Income losses suffered by people have also shrunk the demand for products on both domestic and international markets forcing manufacturers to cut production.
‘The first half of the new year will remain a bad time for Bangladesh in terms of investment. There is little possibility of the problem easing before July,’ he said.
The situation may start improving earlier if the government can vaccinate the majority population by this time, he added.
While FDI has declined globally due to COVID-19, Bangladesh is also facing some long-standing problems — including low score in the ease of doing business index, corruption, costly and time-consuming commercial dispute settlement, lack of reliable electricity, lack of reforms and inefficient bureaucracy — in attracting FDI, he mentioned.
These problems should also be addressed to have a boost in investment, he added.
BIDA executive chairman Md Sirazul Islam noted that investors were keeping an eye on the COVID situation.
No investors will bet on millions of dollars without visiting the proposed investment sites and having a favourable environment, he said.
The global FDI declined by 49 per cent in the first half of 2020 amid COVID-19 and Bangladesh is no exception, the BIDA chair said.
‘The year 2021 in general will be a good year for industrial investment in Bangladesh as it is expecting huge investments from Japan, China and other countries at Araihazar Economic Zone in Narayanganj and Mirsarai Economic Zone at Bangabandhu Sheikh Mujib Industrial City in Chattogram,’ he said.
Everything, however, will depend on the impact of a second wave of COVID-19, improvement on the western markets, the major export destinations of Bangladeshi products, in near future, he went on.
Regarding the country’s existing investment environment, he said that the BIDA was working to implement reforms to create a favourable environment in the absence of which attracting both domestic and foreign investment was impossible.
The BIDA is now working to improve enforcing contract and commercial dispute settlement wherein Bangladesh’s position is the worst one, 189th among 190 countries, in the EoDB index.
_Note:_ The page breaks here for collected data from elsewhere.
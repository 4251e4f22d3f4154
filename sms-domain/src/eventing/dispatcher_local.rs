//! 进程内分发器（LocalEventDispatcher）
//!
//! “分发即处理”：`dispatch` 在所有匹配的处理器执行完毕后才返回，
//! 因此调用方在分发之后立即重新加载即可看到处理器产生的状态变化。
//!
use super::{EventDispatcher, EventHandler, HandlerRegistry};
use crate::domain_event::EventEnvelope;
use crate::error::{DomainError, DomainResult as Result};
use async_trait::async_trait;
use futures_util::future::BoxFuture;
use futures_util::{FutureExt, StreamExt, stream};
use std::sync::Arc;
use tracing::{debug, warn};

/// 同一事件广播给多个处理器时的默认并发
const DEFAULT_HANDLER_CONCURRENCY: usize = 8;

#[derive(Clone)]
pub struct LocalEventDispatcher {
    registry: HandlerRegistry,
    handler_concurrency: usize,
}

impl Default for LocalEventDispatcher {
    fn default() -> Self {
        Self {
            registry: HandlerRegistry::default(),
            handler_concurrency: DEFAULT_HANDLER_CONCURRENCY,
        }
    }
}

impl LocalEventDispatcher {
    pub fn new() -> Self {
        Self::default()
    }

    pub fn with_handler_concurrency(mut self, concurrency: usize) -> Self {
        self.handler_concurrency = concurrency.max(1);
        self
    }

    /// 注册处理器（可在分发器被共享之后进行）
    pub fn register(&self, handler: Arc<dyn EventHandler>) {
        self.registry.register(handler);
    }

    pub fn register_all(&self, handlers: impl IntoIterator<Item = Arc<dyn EventHandler>>) {
        for h in handlers {
            self.registry.register(h);
        }
    }
}

#[async_trait]
impl EventDispatcher for LocalEventDispatcher {
    async fn dispatch(&self, event: &EventEnvelope) -> Result<()> {
        let handlers = self.registry.matching(event.event_type());
        if handlers.is_empty() {
            debug!(
                event_id = %event.id(),
                event_type = %event.event_type(),
                "no handler registered for event"
            );
            return Ok(());
        }

        let pending: Vec<BoxFuture<'_, Result<()>>> = handlers
            .into_iter()
            .map(|h| {
                async move {
                    h.handle(event)
                        .await
                        .map_err(|source| DomainError::EventHandler {
                            handler: h.handler_name().to_string(),
                            event_id: event.id().to_string(),
                            source,
                        })
                }
                .boxed()
            })
            .collect();

        let outcomes: Vec<Result<()>> = stream::iter(pending)
            .buffer_unordered(self.handler_concurrency)
            .collect()
            .await;

        let mut first_error = None;
        for outcome in outcomes {
            if let Err(err) = outcome {
                warn!(event_id = %event.id(), error = %err, "event handler failed");
                first_error.get_or_insert(err);
            }
        }

        match first_error {
            Some(err) => Err(err),
            None => Ok(()),
        }
    }
}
Business Initiative Leading Development chairman, also former president of Dhaka Chamber of Commerce and Industry, Abul Kasem Khan said that the global economic slowdown, the waning demand, suspended or restricted movement and fear of a second wave of infections made the last year the worst one for investment and the first quarter of the new year will also remain dismal.
‘It’s tough to make fresh investment and business expansion decisions at a time when the world has entered into a fresh wave of coronavirus infections,’ he said.
He stressed fiscal and non-fiscal policy measures in the next budget to raise domestic consumption, boost investors’ confidence and revive economy and investment.
The domestic economy, which is 88 per cent of the country’s GDP, is a key to economic revival, he observed.